Sabiha Gökçen Havalimanı Dış Hatlar Terminali’nde pasaport ve güvenlik kontrol sonrasında yapılacak çok az şey var. Ya Duty Free bölgesinde alışveriş ya da posh görünen restoranlarda yemek. İkisi de çocuklu aileler için uygun sayılmaz.
Kasım ayında oradaydık ve uçağa henüz oldukça vaktimiz vardı. Alaz’ı sabit bir noktada oturtmaktansa, ikinci kata çıkıp dolaşmayı yeğledim. O sırada çocuk oyun alanıyla tanıştık. Kimsenin aklına gelmez açıkçası, tabii eğer alt katta bir yerde levhası yoksa, ki ben göremedim. Zaten biz parka girdiğimizde orada iki yetişkin yumuşak minderler üzerine uzanmışlardı. Alaz ise, Sun Express’in demir ve tahta malzemeden yapılmış oyuncak uçağına tırmanmaya başlamıştı.
4 yaş üzeri için tasarlanmış olsa da, Alaz henüz 2.5 yaşında, yanında bir yetişkin bulunduğu sürece oynamak için uygun bir alan. Uçağın kanatlarından birindeki kaydırak vasıtasıyla yumuşak minderlerin olduğu bölüme kayıp geçebildi. Tabii oradaki yetişkinler kalktıktan sonra. O pilot oldu, ben de tırmandım yukarıya yolcu oldum.
Küçük kızları olan yabancı bir aile geldi.
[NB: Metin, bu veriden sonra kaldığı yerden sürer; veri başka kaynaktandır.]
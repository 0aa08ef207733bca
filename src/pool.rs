//! Pool registry: turns caller-donated memory spans into bounded arenas.
//!
//! A pool starts with a [`PoolHeader`], is followed by one or more blocks
//! and ends with a zero-size allocated sentinel that stops coalescing and
//! scanning from running past the arena edge. Pools are kept in a singly
//! linked list in registration order.

use core::fmt;
use core::marker::PhantomData;
use core::mem;
use core::ptr;
use core::ptr::NonNull;

use crate::block::BlockRef;
use crate::consts::{MIN_BLOCK_BYTES, UNIT};
use crate::engine::FreeIndex;
use crate::{MemorySpan, PoolError};

#[repr(C)]
pub(crate) struct PoolHeader {
    next: Option<NonNull<PoolHeader>>,
    total: usize,
    usable: usize,
}

pub(crate) const POOL_HEADER_BYTES: usize = mem::size_of::<PoolHeader>();

/// Smallest span `add_pool` accepts once unit-aligned: the pool header, one
/// minimal free block and the trailing sentinel.
pub const MIN_POOL_BYTES: usize = POOL_HEADER_BYTES + MIN_BLOCK_BYTES + UNIT;

// Per-pool fixed cost plus worst-case alignment slack; grow requests are
// padded by this much so a fresh pool is guaranteed to satisfy the request
// that triggered it.
pub(crate) const POOL_OVERHEAD_BYTES: usize = POOL_HEADER_BYTES + 2 * UNIT;

pub(crate) struct PoolList {
    head: Option<NonNull<PoolHeader>>,
}

impl PoolList {
    pub(crate) const fn new() -> Self {
        PoolList { head: None }
    }

    /// Formats `span` as a pool (header, one spanning free block and the
    /// sentinel), links it in and hands the free block to the policy index.
    pub(crate) unsafe fn add<I: FreeIndex>(
        &mut self,
        index: &mut I,
        span: MemorySpan,
    ) -> Result<usize, PoolError> {
        let base = span.as_ptr() as usize;
        let slack = base.wrapping_neg() % UNIT;

        if span.len() < slack + MIN_POOL_BYTES {
            return Err(PoolError::TooSmall);
        }
        let len = (span.len() - slack) & !(UNIT - 1);
        let usable = len - POOL_HEADER_BYTES - UNIT;

        let header = (base + slack) as *mut PoolHeader;
        ptr::write(
            header,
            PoolHeader {
                next: None,
                total: len,
                usable,
            },
        );

        let first = NonNull::new_unchecked((header as *mut u8).add(POOL_HEADER_BYTES));
        // nothing to the first block's left, so its predecessor counts as
        // allocated
        let block = BlockRef::format_free(first, usable, true);
        BlockRef::format_sentinel(NonNull::new_unchecked(first.as_ptr().add(usable)));

        self.link(NonNull::new_unchecked(header));
        index.insert(block);

        Ok(usable)
    }

    fn link(&mut self, pool: NonNull<PoolHeader>) {
        unsafe {
            let mut cur = match self.head {
                None => {
                    self.head = Some(pool);
                    return;
                }
                Some(head) => head,
            };
            while let Some(next) = (*cur.as_ptr()).next {
                cur = next;
            }
            (*cur.as_ptr()).next = Some(pool);
        }
    }

    pub(crate) fn iter(&self) -> Pools<'_> {
        Pools {
            next: self.head,
            _marker: PhantomData,
        }
    }
}

/// Read-only view of one registered pool.
#[derive(Clone, Copy)]
pub struct Pool<'a> {
    header: NonNull<PoolHeader>,
    _marker: PhantomData<&'a PoolHeader>,
}

impl<'a> Pool<'a> {
    /// Address of the pool header (the start of the aligned span).
    pub fn addr(&self) -> usize {
        self.header.as_ptr() as usize
    }

    /// Whole aligned span length in bytes, metadata included.
    pub fn total_bytes(&self) -> usize {
        unsafe { (*self.header.as_ptr()).total }
    }

    /// Bytes available to blocks: the span minus pool header and sentinel.
    pub fn usable_bytes(&self) -> usize {
        unsafe { (*self.header.as_ptr()).usable }
    }

    /// Walks the pool's blocks, reconstructing the sequence purely from
    /// boundary tags. The sentinel is not reported.
    pub fn blocks(&self) -> Blocks<'a> {
        let first = unsafe {
            BlockRef::from_header(NonNull::new_unchecked(
                (self.header.as_ptr() as *mut u8).add(POOL_HEADER_BYTES),
            ))
        };

        Blocks {
            next: Some(first),
            _marker: PhantomData,
        }
    }
}

impl fmt::Debug for Pool<'_> {
    fn fmt(&self, f: &mut fmt::Formatter<'_>) -> fmt::Result {
        f.debug_struct("Pool")
            .field("addr", &self.addr())
            .field("usable_bytes", &self.usable_bytes())
            .field("blocks", &BlockList(self.blocks()))
            .finish()
    }
}

/// Iterator over an allocator's pools, in registration order.
#[derive(Clone)]
pub struct Pools<'a> {
    next: Option<NonNull<PoolHeader>>,
    _marker: PhantomData<&'a PoolHeader>,
}

impl<'a> Iterator for Pools<'a> {
    type Item = Pool<'a>;

    fn next(&mut self) -> Option<Pool<'a>> {
        let header = self.next?;
        self.next = unsafe { (*header.as_ptr()).next };

        Some(Pool {
            header,
            _marker: PhantomData,
        })
    }
}

/// One block as described by its boundary tags.
#[derive(Clone, Copy, Debug, PartialEq, Eq)]
#[cfg_attr(feature = "ufmt", derive(ufmt::derive::uDebug))]
pub struct BlockInfo {
    /// Address of the block header.
    pub addr: usize,
    /// Total span in bytes, header included.
    pub size: usize,
    /// Whether the block is currently owned by a client.
    pub allocated: bool,
    /// Whether the block's left neighbor is allocated.
    pub prev_allocated: bool,
}

/// Iterator over the blocks of one pool.
#[derive(Clone)]
pub struct Blocks<'a> {
    next: Option<BlockRef>,
    _marker: PhantomData<&'a PoolHeader>,
}

impl<'a> Iterator for Blocks<'a> {
    type Item = BlockInfo;

    fn next(&mut self) -> Option<BlockInfo> {
        let block = self.next?;
        if block.is_sentinel() {
            self.next = None;
            return None;
        }
        self.next = Some(block.next_neighbor());

        Some(BlockInfo {
            addr: block.addr(),
            size: block.size(),
            allocated: block.is_allocated(),
            prev_allocated: block.prev_allocated(),
        })
    }
}

pub(crate) struct BlockList<'a>(pub(crate) Blocks<'a>);

impl fmt::Debug for BlockList<'_> {
    fn fmt(&self, f: &mut fmt::Formatter<'_>) -> fmt::Result {
        f.debug_list().entries(self.0.clone()).finish()
    }
}

pub(crate) struct PoolMaps<'a>(pub(crate) Pools<'a>);

impl fmt::Debug for PoolMaps<'_> {
    fn fmt(&self, f: &mut fmt::Formatter<'_>) -> fmt::Result {
        f.debug_list().entries(self.0.clone()).finish()
    }
}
Alaz oranın efendisi olmuştu. Bir uçağa biniyor, pilot olup, elini ağzına götürüp ‘Sayın yolcularımız, uçağımız kalkıyor, lütfen kemerlerinizi bağlayın‘ diye anans yapıyor, bir kaydıraktan minderlere kayıyor, orada zıpladıktan sonra biraz uzaktaki ufak -benim anladığım- kule tarzı yapıya gidiyordu. Oradan oraya koşturması benim işime gelmişti. Uçakta yorgun düşüp uyuyacağından emindim, hakikatten de öyle oldu. Uçak havalanmadan uyudu ve inişe geçtiğimizde uyandırdım.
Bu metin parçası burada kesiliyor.